Invertebrate Fauna of the Carapaces of the Texas River Cooter (Pseudemys texana) and the Red-Eared Slider (Trachemys scripta elegans)
Polito, Christine R.
Symbiotic relationships occur between many pairs of species of organisms. The relationship between algae and turtles recently has been quantified. The relationship between turtles and aquatic invertebrates is less known. This study described quantitatively the invertebrate fauna inhabiting the algal covering of the carapaces of 2 species of freshwater turtles, the Texas river cooter (Pseudemys texana) and the Redeared slider (Trachemys scripta elegans) at Spring Lake, Hays County, Texas.
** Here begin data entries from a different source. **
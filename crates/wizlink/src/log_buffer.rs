//! Bounded in-memory log.
//!
//! A tracing layer that keeps the most recent events so `simulate
//! --show-log` can print them after the run, independent of the stderr
//! verbosity.

use std::collections::VecDeque;
use std::fmt;
use std::sync::{Arc, Mutex, PoisonError};

use chrono::{DateTime, Utc};
use serde::Serialize;
use tracing::{Event, Level, Subscriber};
use tracing_subscriber::Layer;
use tracing_subscriber::layer::Context;

/// Entries kept before the oldest are dropped.
pub const DEFAULT_CAPACITY: usize = 512;

/// One captured event.
#[derive(Debug, Clone, Serialize)]
pub struct LogEntry {
    pub timestamp: DateTime<Utc>,
    pub level: String,
    pub target: String,
    pub message: String,
    /// Structured fields as `key=value`, comma separated.
    #[serde(skip_serializing_if = "Option::is_none")]
    pub fields: Option<String>,
}

impl fmt::Display for LogEntry {
    fn fmt(&self, f: &mut fmt::Formatter<'_>) -> fmt::Result {
        write!(
            f,
            "{} {:>5} {}",
            self.timestamp.format("%H:%M:%S%.3f"),
            self.level,
            self.message
        )?;
        if let Some(ref fields) = self.fields {
            write!(f, " {fields}")?;
        }
        Ok(())
    }
}

/// Shared ring buffer handle. Clones see the same entries.
#[derive(Debug, Clone)]
pub struct LogBuffer {
    entries: Arc<Mutex<VecDeque<LogEntry>>>,
    capacity: usize,
}

impl Default for LogBuffer {
    fn default() -> Self {
        Self::new(DEFAULT_CAPACITY)
    }
}

impl LogBuffer {
    pub fn new(capacity: usize) -> Self {
        let capacity = capacity.max(1);
        Self {
            entries: Arc::new(Mutex::new(VecDeque::with_capacity(capacity))),
            capacity,
        }
    }

    pub fn push(&self, entry: LogEntry) {
        let mut entries = self.entries.lock().unwrap_or_else(PoisonError::into_inner);
        if entries.len() == self.capacity {
            entries.pop_front();
        }
        entries.push_back(entry);
    }

    /// The most recent `n` entries, oldest first.
    pub fn tail(&self, n: usize) -> Vec<LogEntry> {
        let entries = self.entries.lock().unwrap_or_else(PoisonError::into_inner);
        let skip = entries.len().saturating_sub(n);
        entries.iter().skip(skip).cloned().collect()
    }

    pub fn len(&self) -> usize {
        self.entries
            .lock()
            .unwrap_or_else(PoisonError::into_inner)
            .len()
    }

    pub fn is_empty(&self) -> bool {
        self.len() == 0
    }

    /// A layer feeding this buffer with events at `min_level` or more severe.
    pub fn layer(&self, min_level: Level) -> LogBufferLayer {
        LogBufferLayer {
            buffer: self.clone(),
            min_level,
        }
    }
}

// ── Layer ───────────────────────────────────────────────────────────

pub struct LogBufferLayer {
    buffer: LogBuffer,
    min_level: Level,
}

impl<S> Layer<S> for LogBufferLayer
where
    S: Subscriber,
{
    fn on_event(&self, event: &Event<'_>, _ctx: Context<'_, S>) {
        let metadata = event.metadata();
        let level = *metadata.level();
        if level > self.min_level {
            return;
        }

        let mut message = String::new();
        let mut fields = Vec::new();
        event.record(&mut MessageVisitor {
            message: &mut message,
            fields: &mut fields,
        });

        self.buffer.push(LogEntry {
            timestamp: Utc::now(),
            level: level.to_string(),
            target: metadata.target().to_owned(),
            message,
            fields: (!fields.is_empty()).then(|| fields.join(", ")),
        });
    }
}

struct MessageVisitor<'a> {
    message: &'a mut String,
    fields: &'a mut Vec<String>,
}

impl tracing::field::Visit for MessageVisitor<'_> {
    fn record_debug(&mut self, field: &tracing::field::Field, value: &dyn fmt::Debug) {
        if field.name() == "message" {
            *self.message = format!("{value:?}");
        } else {
            self.fields.push(format!("{}={value:?}", field.name()));
        }
    }

    fn record_str(&mut self, field: &tracing::field::Field, value: &str) {
        if field.name() == "message" {
            value.clone_into(self.message);
        } else {
            self.fields.push(format!("{}={value}", field.name()));
        }
    }
}

#[cfg(test)]
mod tests {
    use super::*;
    use tracing_subscriber::layer::SubscriberExt;

    fn entry(message: &str) -> LogEntry {
        LogEntry {
            timestamp: Utc::now(),
            level: "INFO".into(),
            target: "test".into(),
            message: message.into(),
            fields: None,
        }
    }

    #[test]
    fn oldest_entries_rotate_out() {
        let buffer = LogBuffer::new(2);
        buffer.push(entry("one"));
        buffer.push(entry("two"));
        buffer.push(entry("three"));

        let messages: Vec<_> = buffer.tail(10).into_iter().map(|e| e.message).collect();
        assert_eq!(messages, ["two", "three"]);
    }

    #[test]
    fn tail_returns_most_recent_in_order() {
        let buffer = LogBuffer::default();
        for m in ["a", "b", "c", "d"] {
            buffer.push(entry(m));
        }
        let messages: Vec<_> = buffer.tail(2).into_iter().map(|e| e.message).collect();
        assert_eq!(messages, ["c", "d"]);
        assert_eq!(buffer.len(), 4);
    }

    #[test]
    fn layer_captures_message_and_fields() {
        let buffer = LogBuffer::default();
        let subscriber = tracing_subscriber::registry().with(buffer.layer(Level::DEBUG));

        tracing::subscriber::with_default(subscriber, || {
            tracing::warn!(channel = "data1", value = 7, "push failed");
            tracing::debug!("advertising started");
            tracing::trace!("dropped by level");
        });

        let entries = buffer.tail(10);
        assert_eq!(entries.len(), 2);
        assert_eq!(entries[0].level, "WARN");
        assert_eq!(entries[0].message, "push failed");
        assert_eq!(entries[0].fields.as_deref(), Some("channel=data1, value=7"));
        assert_eq!(entries[1].message, "advertising started");
        assert!(entries[1].to_string().contains("DEBUG advertising started"));
    }
}
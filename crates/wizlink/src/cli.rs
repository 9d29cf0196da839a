//! Clap derive structures for the `wizlink` CLI.
//!
//! Defines the command tree, global flags, and shared argument types.

use std::path::PathBuf;
use std::str::FromStr;
use std::time::Duration;

use clap::{Args, Parser, Subcommand, ValueEnum};
use wizlink_core::Capability;

// ── Top-Level CLI ────────────────────────────────────────────────────

/// wizlink -- BLE peripheral channel synchronization toolkit
#[derive(Debug, Parser)]
#[command(
    name = "wizlink",
    version,
    about = "Simulate and configure a BLE peripheral exposing synchronized integer channels",
    long_about = "Hosts a GATT service whose characteristics are fixed-width integer channels,\n\
        kept in sync with one connected central through heartbeat notifications\n\
        and remote writes.\n\n\
        `simulate` runs the full peripheral over an in-memory transport with a\n\
        scripted central, printing every service state transition.",
    propagate_version = true,
    subcommand_required = true,
    arg_required_else_help = true
)]
pub struct Cli {
    #[command(flatten)]
    pub global: GlobalOpts,

    #[command(subcommand)]
    pub command: Command,
}

// ── Global Options ───────────────────────────────────────────────────

#[derive(Debug, Args)]
pub struct GlobalOpts {
    /// Config file (defaults to the platform config directory)
    #[arg(long, short = 'c', env = "WIZLINK_CONFIG", global = true)]
    pub config: Option<PathBuf>,

    /// Output format
    #[arg(
        long,
        short = 'o',
        env = "WIZLINK_OUTPUT",
        default_value = "table",
        global = true
    )]
    pub output: OutputFormat,

    /// When to use color output
    #[arg(long, default_value = "auto", global = true)]
    pub color: ColorMode,

    /// Increase verbosity (-v, -vv, -vvv)
    #[arg(long, short = 'v', action = clap::ArgAction::Count, global = true)]
    pub verbose: u8,

    /// Suppress non-error output
    #[arg(long, short = 'q', global = true)]
    pub quiet: bool,
}

// ── Output & Color Enums ─────────────────────────────────────────────

#[derive(Debug, Clone, ValueEnum)]
pub enum OutputFormat {
    /// Pretty table (default, interactive)
    Table,
    /// Pretty-printed JSON
    Json,
    /// Compact single-line JSON
    JsonCompact,
    /// YAML
    Yaml,
    /// Plain text, one value per line (scripting)
    Plain,
}

#[derive(Debug, Clone, ValueEnum)]
pub enum ColorMode {
    /// Auto-detect (color if terminal is interactive)
    Auto,
    /// Always emit color codes
    Always,
    /// Never emit color codes
    Never,
}

// ── Top-Level Command Enum ───────────────────────────────────────────

#[derive(Debug, Subcommand)]
pub enum Command {
    /// Run the peripheral against a simulated central
    #[command(alias = "sim")]
    Simulate(SimulateArgs),

    /// List configured channels
    #[command(alias = "ch")]
    Channels,

    /// Manage the configuration file
    Config(ConfigArgs),

    /// Generate shell completions
    Completions(CompletionsArgs),
}

// ── Simulate ─────────────────────────────────────────────────────────

#[derive(Debug, Args)]
pub struct SimulateArgs {
    /// Remote write from the central, applied in order (name=value)
    #[arg(long = "set", short = 's', value_name = "NAME=VALUE")]
    pub set: Vec<Assignment>,

    /// Local write through the snapshot setters, applied after remote writes
    #[arg(long = "local", short = 'l', value_name = "NAME=VALUE")]
    pub local: Vec<Assignment>,

    /// Value every characteristic holds when the central connects
    #[arg(long, default_value = "0", allow_negative_numbers = true)]
    pub initial: i32,

    /// How long to stay connected after the writes (e.g. 3s, 500ms)
    #[arg(long, default_value = "3s", value_parser = humantime::parse_duration)]
    pub hold: Duration,

    /// Treat a capability as denied (repeatable)
    #[arg(long, value_name = "CAPABILITY", value_parser = parse_capability)]
    pub deny: Vec<Capability>,

    /// Print the captured log tail after the run
    #[arg(long)]
    pub show_log: bool,
}

/// A `name=value` channel assignment.
#[derive(Debug, Clone, PartialEq, Eq)]
pub struct Assignment {
    pub channel: String,
    pub value: i32,
}

impl FromStr for Assignment {
    type Err = String;

    fn from_str(s: &str) -> Result<Self, Self::Err> {
        let (channel, value) = s
            .split_once('=')
            .ok_or_else(|| format!("expected NAME=VALUE, got '{s}'"))?;
        let channel = channel.trim();
        if channel.is_empty() {
            return Err("channel name must not be empty".into());
        }
        let value = value
            .trim()
            .parse::<i32>()
            .map_err(|e| format!("invalid value '{value}': {e}"))?;
        Ok(Self {
            channel: channel.to_owned(),
            value,
        })
    }
}

fn parse_capability(s: &str) -> Result<Capability, String> {
    Capability::from_str(s).map_err(|_| {
        format!(
            "unknown capability '{s}' (expected one of: {})",
            wizlink_core::REQUIRED_CAPABILITIES
                .iter()
                .map(ToString::to_string)
                .collect::<Vec<_>>()
                .join(", ")
        )
    })
}

// ── Config ───────────────────────────────────────────────────────────

#[derive(Debug, Args)]
pub struct ConfigArgs {
    #[command(subcommand)]
    pub command: ConfigCommand,
}

#[derive(Debug, Subcommand)]
pub enum ConfigCommand {
    /// Show the effective configuration (defaults + file + environment)
    Show,

    /// Write a default config file
    Init {
        /// Overwrite an existing file
        #[arg(long)]
        force: bool,
    },

    /// Set a scalar config value
    Set {
        /// Key: device_name, service_uuid, heartbeat_ms, read_timeout_ms
        key: String,
        /// New value
        value: String,
    },

    /// Print the config file path
    Path,
}

// ── Completions ──────────────────────────────────────────────────────

#[derive(Debug, Args)]
pub struct CompletionsArgs {
    /// Shell to generate completions for
    pub shell: clap_complete::Shell,
}

#[cfg(test)]
#[allow(clippy::unwrap_used)]
mod tests {
    use super::*;
    use clap::CommandFactory;

    #[test]
    fn command_tree_is_consistent() {
        Cli::command().debug_assert();
    }

    #[test]
    fn assignment_parses_name_and_value() {
        let a: Assignment = "data2 = -99".parse().unwrap();
        assert_eq!(
            a,
            Assignment {
                channel: "data2".into(),
                value: -99
            }
        );
        assert!("data2".parse::<Assignment>().is_err());
        assert!("=4".parse::<Assignment>().is_err());
        assert!("data1=abc".parse::<Assignment>().is_err());
    }

    #[test]
    fn simulate_flags_parse() {
        let cli = Cli::try_parse_from([
            "wizlink",
            "simulate",
            "--set",
            "data1=10",
            "--hold",
            "250ms",
            "--deny",
            "bluetooth-connect",
        ])
        .unwrap();
        let Command::Simulate(args) = cli.command else {
            panic!("expected simulate");
        };
        assert_eq!(args.set.len(), 1);
        assert_eq!(args.hold, Duration::from_millis(250));
        assert_eq!(args.deny, vec![Capability::BluetoothConnect]);
    }
}
//! Channel synchronization core for wizlink BLE peripherals.
//!
//! This crate keeps a fixed set of integer channels consistent between
//! the device and one connected central:
//!
//! - **[`ChannelEngine`]**: per-channel value cache. Local writes
//!   overwrite a single slot; a heartbeat task pushes the latest value to
//!   the central once per tick, and remote writes are ingested back into
//!   the cache.
//!
//! - **[`SessionManager`]**: binds engines to one connection under a
//!   fresh `CancellationToken` scope. Activating a new connection tears
//!   the old session down first and joins its tasks.
//!
//! - **[`Snapshot`]**: combine-latest view of every channel, emitted
//!   once all channels have a value and again on each update. Carries a
//!   [`ChannelSetter`] per channel.
//!
//! - **[`PeripheralService`]**: the facade. Capability preflight,
//!   advertiser and server lifecycle, and the observable
//!   [`ServiceState`] via [`StateStream`].
//!
//! The radio stack itself lives behind the `wizlink-gatt` traits.

pub mod aggregator;
pub mod channel;
pub mod config;
pub mod error;
pub mod permission;
pub mod service;
pub mod session;
pub mod stream;

// ── Primary re-exports ──────────────────────────────────────────────
pub use aggregator::{ChannelValue, Snapshot};
pub use channel::{ChannelEngine, ChannelSetter};
pub use config::{
    ChannelSpec, DEFAULT_DEVICE_NAME, DEFAULT_HEARTBEAT, DEFAULT_READ_TIMEOUT,
    DEFAULT_SERVICE_UUID, ServiceConfig, default_channels,
};
pub use error::CoreError;
pub use permission::{
    Capability, PermissionChecker, PermissionStatus, REQUIRED_CAPABILITIES, StaticPermissions,
    missing_capabilities,
};
pub use service::{PeripheralService, ServiceState, StartOutcome};
pub use session::SessionManager;
pub use stream::StateStream;
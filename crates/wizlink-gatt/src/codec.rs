// ── Fixed-width integer codec ──
//
// Every channel value travels as a signed little-endian integer whose
// width is fixed per channel. Decoding reads the leading `width` bytes
// and ignores anything after them; encoding clamps into range first.

use std::fmt;

use bytes::Bytes;
use serde::{Deserialize, Serialize};
use thiserror::Error;

/// Failure to decode a characteristic value.
#[derive(Debug, Clone, PartialEq, Eq, Error)]
pub enum DecodeError {
    #[error("expected at least {expected} byte(s), got {actual}")]
    Truncated { expected: usize, actual: usize },
}

/// An unsupported width was requested (only 1, 2 and 4 bytes exist).
#[derive(Debug, Clone, Copy, PartialEq, Eq, Error)]
#[error("unsupported integer width: {0} byte(s) (expected 1, 2 or 4)")]
pub struct InvalidWidth(pub u8);

/// Wire width of a channel value.
#[derive(Debug, Clone, Copy, PartialEq, Eq, Hash, Default, Serialize, Deserialize)]
#[serde(try_from = "u8", into = "u8")]
pub enum IntWidth {
    I8,
    I16,
    #[default]
    I32,
}

impl IntWidth {
    /// Number of bytes on the wire.
    pub const fn bytes(self) -> usize {
        match self {
            Self::I8 => 1,
            Self::I16 => 2,
            Self::I32 => 4,
        }
    }

    pub const fn min(self) -> i32 {
        match self {
            Self::I8 => i8::MIN as i32,
            Self::I16 => i16::MIN as i32,
            Self::I32 => i32::MIN,
        }
    }

    pub const fn max(self) -> i32 {
        match self {
            Self::I8 => i8::MAX as i32,
            Self::I16 => i16::MAX as i32,
            Self::I32 => i32::MAX,
        }
    }

    /// Clamp `value` into the representable range of this width.
    pub fn clamp(self, value: i32) -> i32 {
        value.clamp(self.min(), self.max())
    }

    /// Returns `true` if `value` is representable without clamping.
    pub fn fits(self, value: i32) -> bool {
        (self.min()..=self.max()).contains(&value)
    }

    /// Encode `value` (clamped) as little-endian bytes of this width.
    pub fn encode(self, value: i32) -> Bytes {
        // Two's complement: the low bytes of an in-range i32 are the
        // narrow encoding.
        let le = self.clamp(value).to_le_bytes();
        Bytes::copy_from_slice(&le[..self.bytes()])
    }

    /// Decode the leading bytes of `raw` as a signed integer of this width.
    pub fn decode(self, raw: &[u8]) -> Result<i32, DecodeError> {
        let truncated = || DecodeError::Truncated {
            expected: self.bytes(),
            actual: raw.len(),
        };
        match self {
            Self::I8 => {
                let [b0, ..] = raw else {
                    return Err(truncated());
                };
                Ok(i32::from(i8::from_le_bytes([*b0])))
            }
            Self::I16 => {
                let [b0, b1, ..] = raw else {
                    return Err(truncated());
                };
                Ok(i32::from(i16::from_le_bytes([*b0, *b1])))
            }
            Self::I32 => {
                let [b0, b1, b2, b3, ..] = raw else {
                    return Err(truncated());
                };
                Ok(i32::from_le_bytes([*b0, *b1, *b2, *b3]))
            }
        }
    }
}

impl TryFrom<u8> for IntWidth {
    type Error = InvalidWidth;

    fn try_from(bytes: u8) -> Result<Self, Self::Error> {
        match bytes {
            1 => Ok(Self::I8),
            2 => Ok(Self::I16),
            4 => Ok(Self::I32),
            other => Err(InvalidWidth(other)),
        }
    }
}

impl From<IntWidth> for u8 {
    fn from(width: IntWidth) -> Self {
        match width {
            IntWidth::I8 => 1,
            IntWidth::I16 => 2,
            IntWidth::I32 => 4,
        }
    }
}

impl fmt::Display for IntWidth {
    fn fmt(&self, f: &mut fmt::Formatter<'_>) -> fmt::Result {
        match self {
            Self::I8 => f.write_str("i8"),
            Self::I16 => f.write_str("i16"),
            Self::I32 => f.write_str("i32"),
        }
    }
}

#[cfg(test)]
#[allow(clippy::unwrap_used)]
mod tests {
    use super::*;
    use pretty_assertions::assert_eq;

    #[test]
    fn encodes_little_endian() {
        assert_eq!(IntWidth::I32.encode(0x0102_0304).as_ref(), &[4, 3, 2, 1]);
        assert_eq!(IntWidth::I16.encode(-2).as_ref(), &[0xFE, 0xFF]);
        assert_eq!(IntWidth::I8.encode(-1).as_ref(), &[0xFF]);
    }

    #[test]
    fn encode_clamps_out_of_range_values() {
        assert_eq!(IntWidth::I8.encode(300).as_ref(), &[0x7F]);
        assert_eq!(IntWidth::I8.encode(-300).as_ref(), &[0x80]);
        assert_eq!(IntWidth::I16.encode(i32::MAX).as_ref(), &[0xFF, 0x7F]);
    }

    #[test]
    fn decode_sign_extends_narrow_widths() {
        assert_eq!(IntWidth::I8.decode(&[0x80]).unwrap(), -128);
        assert_eq!(IntWidth::I16.decode(&[0x00, 0x80]).unwrap(), -32768);
        assert_eq!(IntWidth::I32.decode(&[0xFF, 0xFF, 0xFF, 0xFF]).unwrap(), -1);
    }

    #[test]
    fn decode_ignores_trailing_bytes() {
        assert_eq!(IntWidth::I8.decode(&[42, 1, 2, 3]).unwrap(), 42);
    }

    #[test]
    fn decode_rejects_short_input() {
        assert_eq!(
            IntWidth::I32.decode(&[1, 2]),
            Err(DecodeError::Truncated {
                expected: 4,
                actual: 2
            })
        );
        assert!(IntWidth::I8.decode(&[]).is_err());
    }

    #[test]
    fn width_round_trips_through_byte_count() {
        for width in [IntWidth::I8, IntWidth::I16, IntWidth::I32] {
            assert_eq!(IntWidth::try_from(u8::from(width)).unwrap(), width);
        }
        assert_eq!(IntWidth::try_from(3), Err(InvalidWidth(3)));
    }

    #[test]
    fn fits_matches_range() {
        assert!(IntWidth::I8.fits(127));
        assert!(!IntWidth::I8.fits(128));
        assert!(IntWidth::I32.fits(i32::MIN));
    }
}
Turtles were captured from August through November 2002 using hoop nets, basking traps, and dip nets. Invertebrate samples were obtained by scraping a small area of the carapace to completely remove the algae and accompanying invertebrates and by brushing through the algal covering to remove invertebrates from the entire carapace. Invertebrates from each sample were identified using dissecting stereomicroscopes and quantified by subsampling. Taxa of aquatic invertebrates identified included species of Rotifera, Nematoda, Crustacea, Gastropoda, Insecta, and Hirudinea. A comparison of the similarity and diversity of invertebrates on the carapaces of P. texana and T. s. elegans revealed similar communities. A positive correlation occurred between carapace size and number of invertebrate taxa, indicating that larger turtles may support more invertebrate taxa than smaller turtles, in accordance with Island Biogeoraphy Theory. Turtle carapaces represent a substrate type to be considered in studies of freshwater systems because they possess ecological variables providing space, food, and protection for aquatic invertebrates. Due to their mobile lifestyle, turtles may contribute to the spread of invasive exotic organisms between bodies of water and river drainage systems.
turtles, freshwater algae, aquatic invertebrates
Polito, C. R. (2003). Invertebrate fauna of the carapaces of the Texas river cooter (Pseudemys texana) and the red-eared slider (Trachemys scripta elegans) (Unpublished thesis). Texas State University-San Marcos, San Marcos, Texas.